**What you have to do:** In the data that follows, every line containing the word "async" should be returned.

Start of Extracted data

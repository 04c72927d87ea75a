//! In-memory DNS message model.
//!
//! A [`Message`] is either parsed from wire bytes (header flags copied
//! verbatim) or constructed fresh with an id and grown through the add
//! operations. Section counts are never stored; they are derived from the
//! list lengths at serialization time.

use std::fmt;

use crate::records::ResourceRecord;

/// QR bit of the flags field: 0 = query, 1 = response.
pub const FLAG_QR: u16 = 0x8000;

/// 4-bit opcode values.
pub mod opcode {
    pub const QUERY: u8 = 0;
    pub const IQUERY: u8 = 1;
    pub const STATUS: u8 = 2;
    pub const NOTIFY: u8 = 4;
    pub const UPDATE: u8 = 5;
}

/// 4-bit response code values.
pub mod rcode {
    pub const OK: u8 = 0;
    pub const FORMAT_ERROR: u8 = 1;
    pub const SERVER_FAILURE: u8 = 2;
    pub const NAME_ERROR: u8 = 3;
    pub const NOT_IMPLEMENTED: u8 = 4;
    pub const REFUSED: u8 = 5;
}

/// One entry of the question section, and the cache key.
///
/// Equality and hashing are structural over all three fields.
#[derive(Debug, Clone, PartialEq, Eq, Hash)]
pub struct Question {
    pub name: String,
    pub qtype: u16,
    pub qclass: u16,
}

impl fmt::Display for Question {
    fn fmt(&self, f: &mut fmt::Formatter<'_>) -> fmt::Result {
        write!(
            f,
            "Name({}) Type({}) Class({})",
            self.name, self.qtype, self.qclass
        )
    }
}

/// A DNS message: header fields plus the question and answer sections.
#[derive(Debug, Clone, PartialEq, Eq)]
pub struct Message {
    pub id: u16,
    pub flags: u16,
    pub questions: Vec<Question>,
    pub answers: Vec<ResourceRecord>,
}

impl Message {
    /// Create a fresh query message with empty sections.
    pub fn new(id: u16) -> Self {
        Self {
            id,
            flags: 0,
            questions: Vec::new(),
            answers: Vec::new(),
        }
    }

    /// Append a question to the question section.
    pub fn add_question(&mut self, question: Question) {
        self.questions.push(question);
    }

    /// Append a resource record to the answer section.
    pub fn add_answer(&mut self, answer: ResourceRecord) {
        self.answers.push(answer);
    }

    /// Whether the QR bit marks this message as a response.
    pub fn is_response(&self) -> bool {
        self.flags & FLAG_QR != 0
    }

    /// The 4-bit opcode.
    pub fn opcode(&self) -> u8 {
        ((self.flags >> 11) & 0x0f) as u8
    }

    /// The 4-bit response code.
    pub fn rcode(&self) -> u8 {
        (self.flags & 0x0f) as u8
    }

    /// Mark this message as a response by setting the QR bit.
    pub fn set_response(&mut self) {
        self.flags |= FLAG_QR;
    }

    /// OR a response code into the flags field.
    pub fn set_rcode(&mut self, rcode: u8) {
        self.flags |= (rcode & 0x0f) as u16;
    }
}

impl fmt::Display for Message {
    fn fmt(&self, f: &mut fmt::Formatter<'_>) -> fmt::Result {
        write!(
            f,
            "id=0x{:04x} qr={} opcode={} rcode={}",
            self.id,
            if self.is_response() { 1 } else { 0 },
            self.opcode(),
            self.rcode()
        )?;
        for q in &self.questions {
            write!(f, " Query[{}]", q)?;
        }
        for a in &self.answers {
            write!(f, " Answer[{}]", a)?;
        }
        Ok(())
    }
}

#[cfg(test)]
mod tests {
    use super::*;

    #[test]
    fn flag_subfields_are_extracted() {
        // Standard query with RD set.
        let mut msg = Message::new(0xf9c1);
        msg.flags = 0x0100;
        assert!(!msg.is_response());
        assert_eq!(msg.opcode(), opcode::QUERY);
        assert_eq!(msg.rcode(), rcode::OK);

        // Opcode update, rcode refused.
        msg.flags = ((opcode::UPDATE as u16) << 11) | rcode::REFUSED as u16;
        assert_eq!(msg.opcode(), opcode::UPDATE);
        assert_eq!(msg.rcode(), rcode::REFUSED);
    }

    #[test]
    fn setters_or_bits_in() {
        let mut msg = Message::new(1);
        msg.flags = 0x0100;
        msg.set_response();
        msg.set_rcode(rcode::NOT_IMPLEMENTED);
        assert_eq!(msg.flags, 0x8104);
        assert!(msg.is_response());
        assert_eq!(msg.rcode(), rcode::NOT_IMPLEMENTED);
    }

    #[test]
    fn fresh_message_starts_empty() {
        let msg = Message::new(0x0111);
        assert_eq!(msg.flags, 0);
        assert!(msg.questions.is_empty());
        assert!(msg.answers.is_empty());
    }
}
//! Hosts-file collaborator.
//!
//! Turns hosts-style text into `(ipv4 string, domain name)` pairs for
//! [`DnsCache::load`](crate::cache::DnsCache::load). Comment and blank
//! lines are filtered here.

use std::{fs, io, path::Path};

/// Iterate the `(address, hostname)` pairs of hosts-style content.
///
/// Lines starting with `#` and blank lines are skipped; only the first
/// hostname of a line is taken, aliases are ignored.
pub fn parse(content: &str) -> impl Iterator<Item = (String, String)> + '_ {
    content.lines().filter_map(|line| {
        let line = line.trim();
        if line.is_empty() || line.starts_with('#') {
            return None;
        }
        let mut fields = line.split_ascii_whitespace();
        let ip = fields.next()?;
        let name = fields.next()?;
        Some((ip.to_string(), name.to_string()))
    })
}

/// Read a hosts file into its `(address, hostname)` pairs.
pub fn read_pairs<P: AsRef<Path>>(path: P) -> io::Result<Vec<(String, String)>> {
    let content = fs::read_to_string(path)?;
    Ok(parse(&content).collect())
}

#[cfg(test)]
mod tests {
    use super::*;

    #[test]
    fn skips_comments_and_blank_lines() {
        let content = "\
# local entries
127.0.0.1 localhost

   # indented comment
192.168.1.1 www.site1.com alias.site1.com
10.0.0.1
";
        let pairs: Vec<_> = parse(content).collect();
        assert_eq!(
            pairs,
            vec![
                ("127.0.0.1".to_string(), "localhost".to_string()),
                ("192.168.1.1".to_string(), "www.site1.com".to_string()),
            ]
        );
    }

    #[test]
    fn empty_content_yields_nothing() {
        assert_eq!(parse("").count(), 0);
    }
}
//! Caching DNS Forwarder Library
//!
//! This library provides a caching DNS forwarding resolver: it decodes
//! DNS messages from raw bytes, answers queries from a local record cache
//! seeded by a hosts file, and otherwise relays queries to an upstream
//! resolver and folds the reply back into its cache and response.

// Define modules
pub mod cache;
pub mod config;
pub mod errors;
pub mod handlers;
pub mod hosts;
pub mod message;
pub mod records;
pub mod resolver;
pub mod wire;

// Re-export commonly used items
pub use cache::DnsCache;
pub use config::ServerConfig;
pub use errors::DnsError;
pub use message::{Message, Question};
pub use records::{RecordData, ResourceRecord};
pub use resolver::{Resolver, UdpUpstream, Upstream};
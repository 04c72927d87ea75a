//! Caching DNS Forwarder
//!
//! Answers A and CNAME queries from a hosts-seeded cache and relays
//! everything else to an upstream resolver.

use log::{info, warn};
use tokio::signal;

use dns_forwarder::{
    cache::DnsCache,
    config::ServerConfig,
    errors::DnsError,
    handlers::run_udp_server,
    hosts,
    resolver::{Resolver, UdpUpstream},
};

#[tokio::main]
async fn main() -> Result<(), DnsError> {
    // Initialize the logger
    env_logger::Builder::from_env(env_logger::Env::default().default_filter_or("info"))
        .format_timestamp_micros()
        .init();

    // Load configuration from environment variables
    let config = ServerConfig::from_env()?;

    // Seed the cache from the hosts file; a missing file is not fatal
    let cache = DnsCache::new();
    match hosts::read_pairs(&config.hosts_path) {
        Ok(pairs) => {
            let seeded = cache.load(pairs);
            info!("Seeded {} cache entries from {}", seeded, config.hosts_path);
        }
        Err(e) => warn!("Failed to read hosts file {}: {}", config.hosts_path, e),
    }

    let upstream = UdpUpstream::new(
        config.upstream,
        config.upstream_timeout,
        config.max_packet_size,
    );
    let resolver = Resolver::new(cache, upstream, config.cache_enabled);
    info!(
        "Forwarding cache misses to {} (cache {})",
        config.upstream,
        if config.cache_enabled { "enabled" } else { "disabled" }
    );

    let server = run_udp_server(config, resolver);

    // Wait for either a shutdown signal or a server error
    tokio::select! {
        _ = signal::ctrl_c() => {
            info!("Shutdown signal received");
            Ok(())
        }
        res = server => res,
    }
}
//! Request handlers for the DNS forwarder.
//!
//! The UDP socket loop collaborator: receives raw datagrams, hands them
//! to the resolver core, and sends the encoded responses back. The core
//! never opens the listening socket itself.

use std::net::SocketAddr;
use std::sync::Arc;

use log::{debug, error, info, warn};
use tokio::{net::UdpSocket, task};

use crate::config::ServerConfig;
use crate::errors::DnsError;
use crate::resolver::{Resolver, Upstream};

/// Run the UDP serve loop.
///
/// Each datagram is handled start-to-finish in its own task; the resolver
/// is cloned per request, sharing the cache behind its lock.
pub async fn run_udp_server<U>(config: ServerConfig, resolver: Resolver<U>) -> Result<(), DnsError>
where
    U: Upstream + Clone + Send + Sync + 'static,
{
    let socket = UdpSocket::bind(config.bind_addr).await?;
    info!("UDP DNS forwarder listening on {}", config.bind_addr);
    let socket = Arc::new(socket);
    let mut buf = vec![0u8; config.max_packet_size];

    loop {
        match socket.recv_from(&mut buf).await {
            Ok((amt, src)) => {
                let query = buf[..amt].to_vec();
                let socket = socket.clone();
                let resolver = resolver.clone();
                task::spawn(async move {
                    if let Err(e) = handle_udp_query(&query, src, socket, resolver).await {
                        // Malformed queries are dropped, never answered
                        // with a partial response.
                        warn!("query from {} dropped: {}", src, e);
                    }
                });
            }
            Err(e) => error!("UDP receive error: {}", e),
        }
    }
}

async fn handle_udp_query<U: Upstream>(
    query: &[u8],
    src: SocketAddr,
    socket: Arc<UdpSocket>,
    resolver: Resolver<U>,
) -> Result<(), DnsError> {
    debug!("{} byte query from {}", query.len(), src);
    let response = resolver.handle_query(query).await?;
    socket.send_to(&response, src).await?;
    Ok(())
}
pub mod settings;

use crate::storage::CompactionPolicy;
use serde::{Deserialize, Serialize};

#[derive(Debug, Clone, Serialize, Deserialize)]
#[serde(default)]
pub struct BrokerConfig {
    pub host: String,
    pub port: u16,
    pub data_dir: String,
    /// Prefix applied to every exchange and queue name
    pub virtual_host: String,
    /// Size of the consumer delivery pool
    pub worker_threads: usize,
    pub max_frame_size: usize,

    // Queue log compaction
    pub compact_min_records: u64,
    pub compact_valid_ratio: f64,

    /// Seconds between metric snapshots in the log; 0 disables reporting
    pub metrics_report_interval_secs: u64,
}

impl Default for BrokerConfig {
    fn default() -> Self {
        Self {
            host: "0.0.0.0".to_string(),
            port: 9090,
            data_dir: "./data".to_string(),
            virtual_host: "default".to_string(),
            worker_threads: 4,
            max_frame_size: 64 * 1024 * 1024, // 64MB

            compact_min_records: 2000,
            compact_valid_ratio: 0.5,

            metrics_report_interval_secs: 60,
        }
    }
}

impl BrokerConfig {
    /// Root the data directory somewhere else, e.g. a test's temp dir
    pub fn with_data_dir(mut self, data_dir: impl Into<String>) -> Self {
        self.data_dir = data_dir.into();
        self
    }

    pub fn with_virtual_host(mut self, name: impl Into<String>) -> Self {
        self.virtual_host = name.into();
        self
    }

    pub fn compaction_policy(&self) -> CompactionPolicy {
        CompactionPolicy {
            min_records: self.compact_min_records,
            valid_ratio: self.compact_valid_ratio,
        }
    }

    pub fn bind_address(&self) -> String {
        format!("{}:{}", self.host, self.port)
    }

    /// Validate configuration bounds to prevent empty pools and degenerate compaction
    pub fn validate(&self) -> std::result::Result<(), String> {
        if self.worker_threads == 0 {
            return Err("worker_threads must be > 0".to_string());
        }
        if self.max_frame_size == 0 || self.max_frame_size > i32::MAX as usize {
            return Err(format!("max_frame_size must be in 1..={}", i32::MAX));
        }
        if !(self.compact_valid_ratio > 0.0 && self.compact_valid_ratio <= 1.0) {
            return Err("compact_valid_ratio must be in (0, 1]".to_string());
        }
        if self.virtual_host.is_empty() {
            return Err("virtual_host must not be empty".to_string());
        }
        if self.virtual_host.contains(['/', '\\']) {
            return Err("virtual_host must not contain path separators".to_string());
        }
        Ok(())
    }
}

End of Extracted data

**Answer:**
async fn main() -> Result<(), DnsError> {
pub async fn run_udp_server<U>(config: ServerConfig, resolver: Resolver<U>) -> Result<(), DnsError>
                task::spawn(async move {
async fn handle_udp_query<U: Upstream>(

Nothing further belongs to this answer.